Я ответил, что причину этого следует искать в доверчивости наших граждан, которые способны придерживаться самых несовместимых и противоречивых кредо. Так, средний американец может твердо и одновременно верить в терапевтическое превосходство дрожжей, целебные слабительные эффекты знаменитого минерального масла, целительные силы хиропрактиков и в достоинства режима Общества коррекционного питания. Его широта взглядов позволяет ему серьезно рассматривать такие явные мошенничества и в то же время восхищаться и уважать подлинное медицинское образование и даже научное изучение болезней. Но учителя, студенты и выпускники медицинских колледжей набираются из нашего чрезмерно доверчивого населения. Поэтому опасно считать приверженцев профессии врача скептичными и непредвзятыми savants в отличие от пропагандистов вышеупомянутых глупостей и Homo sapiens americanus, который является бессознательной жертвой такого шарлатанства. В действительности подавляющее большинство представителей медицинской профессии доверчивы и всегда должны оставаться таковыми, даже в вопросах здоровья и болезни.

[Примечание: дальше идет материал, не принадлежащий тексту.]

//! Certificate fingerprints

use regex::Regex;
use rustls::pki_types::pem::PemObject;
use rustls::pki_types::CertificateDer;
use serde::{Deserialize, Serialize};
use sha2::{Digest, Sha256};
use std::fmt;
use std::sync::OnceLock;

use crate::error::{Error, Result};

const ALGORITHM_TAG: &str = "SHA256";

fn fingerprint_pattern() -> &'static Regex {
    static PATTERN: OnceLock<Regex> = OnceLock::new();
    PATTERN.get_or_init(|| Regex::new(r"^SHA256(:[0-9a-f]{2}){32}$").expect("Invalid regex"))
}

/// SHA-256 fingerprint of a DER certificate, rendered as `SHA256:aa:bb:...`.
///
/// Always stored normalized (upper-case tag, lower-case hex), so equality is exact.
#[derive(Debug, Clone, PartialEq, Eq, Hash, Serialize, Deserialize)]
#[serde(try_from = "String", into = "String")]
pub struct Fingerprint(String);

impl Fingerprint {
    /// Fingerprint of a DER-encoded certificate.
    pub fn of_der(der: &[u8]) -> Self {
        let digest = Sha256::digest(der);
        let pairs = digest
            .iter()
            .map(|byte| format!("{byte:02x}"))
            .collect::<Vec<_>>()
            .join(":");
        Self(format!("{ALGORITHM_TAG}:{pairs}"))
    }

    /// Fingerprint of the first certificate in a PEM document.
    pub fn of_pem(pem: &str) -> Result<Self> {
        let der = CertificateDer::from_pem_slice(pem.as_bytes())
            .map_err(|error| Error::Identity(format!("invalid certificate PEM: {error}")))?;
        Ok(Self::of_der(der.as_ref()))
    }

    /// Parse an operator-supplied fingerprint, tolerating case differences.
    pub fn parse(raw: &str) -> Result<Self> {
        let raw = raw.trim();
        let Some((tag, hex)) = raw.split_once(':') else {
            return Err(invalid_fingerprint(raw));
        };
        if !tag.eq_ignore_ascii_case(ALGORITHM_TAG) {
            return Err(invalid_fingerprint(raw));
        }
        let normalized = format!("{ALGORITHM_TAG}:{}", hex.to_ascii_lowercase());
        if !fingerprint_pattern().is_match(&normalized) {
            return Err(invalid_fingerprint(raw));
        }
        Ok(Self(normalized))
    }

    pub fn as_str(&self) -> &str {
        &self.0
    }
}

fn invalid_fingerprint(raw: &str) -> Error {
    Error::validation(
        "certificate_fingerprint",
        format!("expected SHA256:<32 colon-separated hex pairs>, got {raw:?}"),
    )
}

impl fmt::Display for Fingerprint {
    fn fmt(&self, f: &mut fmt::Formatter<'_>) -> fmt::Result {
        f.write_str(&self.0)
    }
}

impl TryFrom<String> for Fingerprint {
    type Error = Error;

    fn try_from(value: String) -> Result<Self> {
        Self::parse(&value)
    }
}

impl From<Fingerprint> for String {
    fn from(value: Fingerprint) -> Self {
        value.0
    }
}

#[cfg(test)]
mod tests {
    use super::*;

    #[test]
    fn der_fingerprint_has_expected_shape() {
        let fingerprint = Fingerprint::of_der(b"not really a certificate");
        let rendered = fingerprint.to_string();
        assert!(rendered.starts_with("SHA256:"));
        assert_eq!(rendered.len(), "SHA256:".len() + 32 * 3 - 1);
        assert!(fingerprint_pattern().is_match(&rendered));
    }

    #[test]
    fn fingerprint_is_deterministic() {
        assert_eq!(Fingerprint::of_der(b"abc"), Fingerprint::of_der(b"abc"));
        assert_ne!(Fingerprint::of_der(b"abc"), Fingerprint::of_der(b"abd"));
    }

    #[test]
    fn parse_normalizes_case() {
        let original = Fingerprint::of_der(b"cert");
        let shouted = original.to_string().to_ascii_uppercase().replacen("SHA256", "sha256", 1);
        assert_eq!(Fingerprint::parse(&shouted).unwrap(), original);
    }

    #[test]
    fn parse_rejects_malformed_values() {
        assert!(Fingerprint::parse("").is_err());
        assert!(Fingerprint::parse("SHA1:aa:bb").is_err());
        assert!(Fingerprint::parse("SHA256:zz").is_err());
        assert!(Fingerprint::parse("aa:bb:cc").is_err());
    }

    #[test]
    fn serde_rejects_malformed_values() {
        assert!(serde_json::from_str::<Fingerprint>("\"SHA256:00\"").is_err());
        let fingerprint = Fingerprint::of_der(b"cert");
        let json = serde_json::to_string(&fingerprint).unwrap();
        assert_eq!(serde_json::from_str::<Fingerprint>(&json).unwrap(), fingerprint);
    }
}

Тенденция считать врачей в целом людьми науки поощряется самими врачами. Даже самые выдающиеся из них виновны в этом отношении. Так, директор Больницы Рокфеллеровского института утверждает, что медицину следует рассматривать не как прикладную науку, а как независимую науку (Р. Коул, Science, N. S., Vol. LI, p. 329). А выдающийся экс-президент Американской медицинской ассоциации придерживается схожего взгляда, одновременно нелепо утверждая, что «медицина сделала для роста науки больше, чем любая другая профессия, и что ее лучшие представители были среди лидеров в продвижении знаний...» (В. К. Воган, Journal, A. M. A., 1914, Vol. LXII, p. 2003.)
Такие прокламации основываются на почти всеобщей путанице искусства практики медицины с наукой изучения болезней. Наука, в ее современном определении, занимается количественной зависимостью факторов, управляющих природными явлениями. Никакие фавориты не должны играть среди этих факторов. Их нужно взвешивать и измерять тщательно и холодно, без энтузиазма к одному или презрения и вражды к другому. Теперь, в случае отношений врача к пациенту, ясно, что такие эмоции должны входить. Врач должен питать энтузиазм к защитным силам своего пациента, Джона Смита, и в то же время яростно ненавидеть пневмококк, который атакует его. Это эмоциональное состояние солдата здоровья препятствует использованию того, что известно на языке лаборатории как «контроль». Например, врач хочет проверить эффективность сыворотки против пневмонии. В Америке практически неизвестно, чтобы он делил своих больных пневмонией на две группы равного размера, вводил свою сыворотку группе А и оставлял группу Б без лечения. У него почти всегда есть parti-pris, что сыворотка сработает, и он с ужасом размышляет, что если он удержит свое лекарство от группы Б, некоторые члены этой группы умрут, которые могли бы быть спасены. Поэтому он вводит свою сыворотку всем своим пациентам (А и Б), и если смертность во всей группе кажется ему статистически ниже, чем та, что наблюдалась в предыдущих сериях случаев, он делает вывод, что ценность его снадобья доказана. Это иллюстрация ошибочности представления о том, что медицина — это наука в современном смысле.